Endoscopy is a procedure that uses a tiny video camera at the end of a very narrow scope in order to see inside of the body. Sometimes we use endoscopy for surgical procedures but most often we use it for diagnostic purposes. This procedure is minimally invasive and requires relatively little recovery.
Before the endoscopy, we will first perform a full physical exam. Because of the use of anesthesia, your pet may require blood tests to ensure sure the ability to properly metabolize the medications. We then administer the anesthesia and carefully monitor your pet during the entire procedure. After the endoscopy, we gently awaken your pet from the anesthesia and in most cases, you can take your pet home the same day.
Sometimes we use endoscopy to perform biopsies, take cultures, or remove tumors, masses, or foreign bodies. After the procedure, we evaluate the information gathered or possibly runs lab tests on tissue retrieved.

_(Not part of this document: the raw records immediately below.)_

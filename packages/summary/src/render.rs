//! Writing the LaTeX source and compiling it to PDF.

use std::fs::{self, File};
use std::io::Write;
use std::path::{Path, PathBuf};
use std::process::Command;

use crate::config::Config;
use crate::error::Result;
use crate::latex::Document;

/// Default LaTeX build driver.
pub const LATEX_COMPILER: &str = "latexmk";

/// File produced by a render.
#[derive(Debug, Clone, PartialEq, Eq)]
pub enum Artifact {
    /// Compiled PDF.
    Pdf(PathBuf),
    /// LaTeX source, either requested or left behind by a failed compile.
    Tex(PathBuf),
}

impl Artifact {
    pub fn path(&self) -> &Path {
        match self {
            Self::Pdf(path) | Self::Tex(path) => path,
        }
    }
}

/// Renders documents to `<stem>.tex` and, optionally, `<stem>.pdf`.
#[derive(Debug, Clone)]
pub struct Renderer {
    stem: PathBuf,
    compile: bool,
    compiler: String,
}

impl Renderer {
    /// Create a renderer writing to the config's output stem.
    ///
    /// With `compile` false only the LaTeX source is written.
    pub fn new(config: &Config, compile: bool) -> Self {
        Self {
            stem: config.output_stem(),
            compile,
            compiler: LATEX_COMPILER.to_string(),
        }
    }

    /// Use a different latexmk-compatible program.
    #[must_use]
    pub fn with_compiler(mut self, compiler: impl Into<String>) -> Self {
        self.compiler = compiler.into();
        self
    }

    /// Serialize `document` and compile it when enabled.
    ///
    /// A failed compile is not an error: the source is kept and returned.
    pub fn render(&self, document: &Document) -> Result<Artifact> {
        let mut tex_path = self.stem.clone().into_os_string();
        tex_path.push(".tex");
        let tex_path = PathBuf::from(tex_path);
        write_atomic(&tex_path, &document.dumps())?;
        tracing::info!(path = %tex_path.display(), "wrote LaTeX source");

        if !self.compile {
            return Ok(Artifact::Tex(tex_path));
        }

        match self.compile_pdf(&tex_path) {
            Ok(pdf_path) => Ok(Artifact::Pdf(pdf_path)),
            Err(message) => {
                tracing::warn!(path = %tex_path.display(), %message, "PDF compilation failed, keeping LaTeX source");
                Ok(Artifact::Tex(tex_path))
            }
        }
    }

    /// Run the compiler next to the source, then clean up intermediates.
    fn compile_pdf(&self, tex_path: &Path) -> std::result::Result<PathBuf, String> {
        let dir = match tex_path.parent() {
            Some(parent) if !parent.as_os_str().is_empty() => parent,
            _ => Path::new("."),
        };
        let file_name = tex_path
            .file_name()
            .map(|name| name.to_string_lossy().into_owned())
            .ok_or_else(|| format!("no file name in {}", tex_path.display()))?;

        self.run(dir, &["-pdf", "-interaction=nonstopmode", &file_name])?;

        let pdf_path = tex_path.with_extension("pdf");
        if !pdf_path.exists() {
            return Err(format!("{} not produced", pdf_path.display()));
        }

        if let Err(message) = self.run(dir, &["-c", &file_name]) {
            tracing::debug!(%message, "cleanup of intermediate files failed");
        }
        if let Err(e) = fs::remove_file(tex_path) {
            tracing::debug!(error = %e, "could not remove LaTeX source");
        }

        tracing::info!(path = %pdf_path.display(), "compiled PDF");
        Ok(pdf_path)
    }

    fn run(&self, dir: &Path, args: &[&str]) -> std::result::Result<(), String> {
        tracing::debug!(cwd = %dir.display(), compiler = %self.compiler, args = ?args, "running LaTeX compiler");

        let output = Command::new(&self.compiler)
            .args(args)
            .current_dir(dir)
            .output()
            .map_err(|e| format!("failed to execute {}: {e}", self.compiler))?;

        if !output.status.success() {
            return Err(format!(
                "{} {} failed with exit code {:?}",
                self.compiler,
                args.join(" "),
                output.status.code()
            ));
        }
        Ok(())
    }
}

/// Write `content` to a temp file beside `path`, then rename it into place.
fn write_atomic(path: &Path, content: &str) -> Result<()> {
    if let Some(parent) = path.parent().filter(|p| !p.as_os_str().is_empty()) {
        fs::create_dir_all(parent)?;
    }

    let file_name = path
        .file_name()
        .map(|name| name.to_string_lossy().into_owned())
        .unwrap_or_default();
    let temp_path = path.with_file_name(format!(".{file_name}.tmp"));

    {
        let mut file = File::create(&temp_path)?;
        file.write_all(content.as_bytes())?;
        file.sync_all()?;
    }

    // On Windows, rename fails if the destination already exists
    #[cfg(target_os = "windows")]
    if path.exists() {
        fs::remove_file(path)?;
    }

    fs::rename(&temp_path, path)?;
    Ok(())
}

Endoscopy allows us to view many different parts of the body. For example, if you notice your pet experiencing respiratory issues, we may use endoscopy to look inside of their nose and sinuses to determine if an infection is present, the possibility of a tumor or if your pet inhaled a foreign body.
Some common areas of endoscopy include:
Gastrointestinal endoscopy - We direct a long, flexible scope to travel down the intestines which enables biopsy, the removal of foreign bodies or to diagnose GI issues such as polyps or colitis.
Bronchoscopy - Used to view the throat and lungs and identify issues such as polyps, foreign bodies or lung cancer.
Rhinoscopy - A flexible scope is used to view the sinuses, remove foreign bodies, inflammation or fungal infections. Anterior rhinoscopy advances a flexible scope through the nose; posterior advances the scope through the mouth to examine the back of the nasal cavity.
Cystoscopy - Used to view the urinary tract, including the urethra and bladder. We can identify and sometimes remove kidney and bladder stones.